Je suis honorée de remplacer ce soir notre collègue David Lorion, qui n'a pu être présent pour s'exprimer au nom du groupe LR.

L'analyse de la mission « Outre-mer » est toujours un moment fort pour les députés, mais elle est aussi très frustrante, car ce budget ne représente que 10 % de la totalité des crédits dont bénéficient réellement les outre-mer. En effet, leur budget global, tous ministères confondus, est de 26 milliards d'euros répartis sur 90 programmes budgétaires et 30 missions. Si les chiffres sont clairs, le réflexe « outre-mer » des autres ministères l'est hélas un peu moins.

Que dire de ce budget sinon qu'il n'est pas en baisse, mais que les légères hausses ne permettront pas de rattraper le retard structurel de développement que connaissent les outre-mer. À Mayotte, le PIB par habitant est de 9 000 euros ; à La Réunion, il est de 21 000 euros. Les territoires ultramarins accusent un immense retard par rapport aux régions hexagonales qui affichent en moyenne un PIB par habitant de 35 000 euros. À cela s'ajoutent malheureusement l'illettrisme, le manque de formation et la pauvreté, qui touche une trop grande partie de la population. Le chômage, quant à lui, représente 24,3 % à La Réunion et 35 % à Mayotte, contre 8 % dans l'Hexagone.

Le ministère des outre-mer va gérer cette année 2,7 milliards d'euros en autorisations d'engagement et 2,43 milliards en crédits de paiement, ce qui constitue une légère augmentation budgétaire, de l'ordre, respectivement, de 6 % et de 2 %.

Les années passent et les ministres changent, de sorte que la responsabilité ne vous incombe pas totalement, monsieur le ministre, eu égard à votre récente nomination. Mais le Gouvernement doit être ambitieux envers nos territoires, dont le potentiel n'est pas exploité.
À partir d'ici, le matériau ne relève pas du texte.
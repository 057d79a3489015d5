//! Application handlers.
//!
//! Handlers that orchestrate domain operations across ports.

pub mod show_bias_of_the_day;

pub use show_bias_of_the_day::{ShowBiasError, ShowBiasOfTheDayHandler, ShowBiasOfTheDayResult};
Comment s'explique cette légère augmentation ? Les crédits alloués à la compensation des exonérations de charges sociales et patronales ont augmenté de 6,6 % ; c'est la principale dépense de l'État en outre-mer. Elle est liée à l'exonération de charges pour les entreprises bénéficiant d'un statut de « compétitivité renforcée », demandé l'an dernier. De nouveaux secteurs ont été intégrés à ce dispositif, notamment la presse et l'audiovisuel, mais beaucoup sont restés sur le carreau, comme le BTP – bâtiment et travaux publics – , ce qui pose question quant aux promesses de relance du secteur par le carnet de commandes.
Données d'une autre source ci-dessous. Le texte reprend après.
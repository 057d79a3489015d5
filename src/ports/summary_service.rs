//! Summary Service Port - Interface for the online encyclopedia.
//!
//! Abstracts the one network call the plugin makes: fetching a short
//! summary of an article by title.
//!
//! # Contract
//!
//! - A reachable service that has no article for the query answers with an
//!   empty summary, not an error. The caller turns that into a "not found"
//!   line.
//! - `Unavailable` covers transport failures and error statuses.
//! - `MalformedResponse` covers a reachable service whose answer cannot be
//!   understood.
//!
//! # Example
//!
//! ```ignore
//! use async_trait::async_trait;
//!
//! struct FixedSummary;
//!
//! #[async_trait]
//! impl SummaryService for FixedSummary {
//!     async fn fetch_summary(&self, _query: &str) -> Result<String, SummaryError> {
//!         Ok("<p>An <b>anchoring</b> effect ...</p>".to_string())
//!     }
//!
//!     fn search_url(&self, query: &str) -> String {
//!         format!("https://example.org/search?q={}", query)
//!     }
//! }
//! ```

use async_trait::async_trait;
use thiserror::Error;

/// Port for encyclopedia summary lookups.
#[async_trait]
pub trait SummaryService: Send + Sync {
    /// Fetch the HTML summary of the article named `query`.
    ///
    /// Single attempt, no retries.
    async fn fetch_summary(&self, query: &str) -> Result<String, SummaryError>;

    /// Public search page for `query`, used as the link target in the menu.
    fn search_url(&self, query: &str) -> String;
}

/// Summary lookup errors.
#[derive(Debug, Clone, PartialEq, Eq, Error)]
pub enum SummaryError {
    /// Service could not be reached or answered with an error status.
    #[error("Summary service unavailable: {0}")]
    Unavailable(String),

    /// Service answered with something that is not a summary.
    #[error("Malformed summary response: {0}")]
    MalformedResponse(String),
}

impl SummaryError {
    /// Creates an unavailable error.
    pub fn unavailable(message: impl Into<String>) -> Self {
        Self::Unavailable(message.into())
    }

    /// Creates a malformed response error.
    pub fn malformed(message: impl Into<String>) -> Self {
        Self::MalformedResponse(message.into())
    }

    /// True when the service itself could not be reached.
    pub fn is_unavailable(&self) -> bool {
        matches!(self, Self::Unavailable(_))
    }
}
Certes, les crédits alloués à la construction de logements sociaux n'ont pas diminué, mais, réparties sur chaque territoire, les sommes sont bien insuffisantes pour répondre à la demande en logements sociaux, d'autant que les autorisations d'engagement sont supérieures aux crédits de paiement, ce qui laisse supposer que nous ne consommerons pas les sommes engagées, comme on le constate depuis plusieurs années. La sous-consommation représentait 49 millions d'euros en 2019 et 162 millions d'euros en 2018. Nous faisons tous des efforts pour consommer ces engagements, mais l'instruction des dossiers est longue et complexe ; il serait bon de s'interroger sur ce point avec plus de rigueur et de précision.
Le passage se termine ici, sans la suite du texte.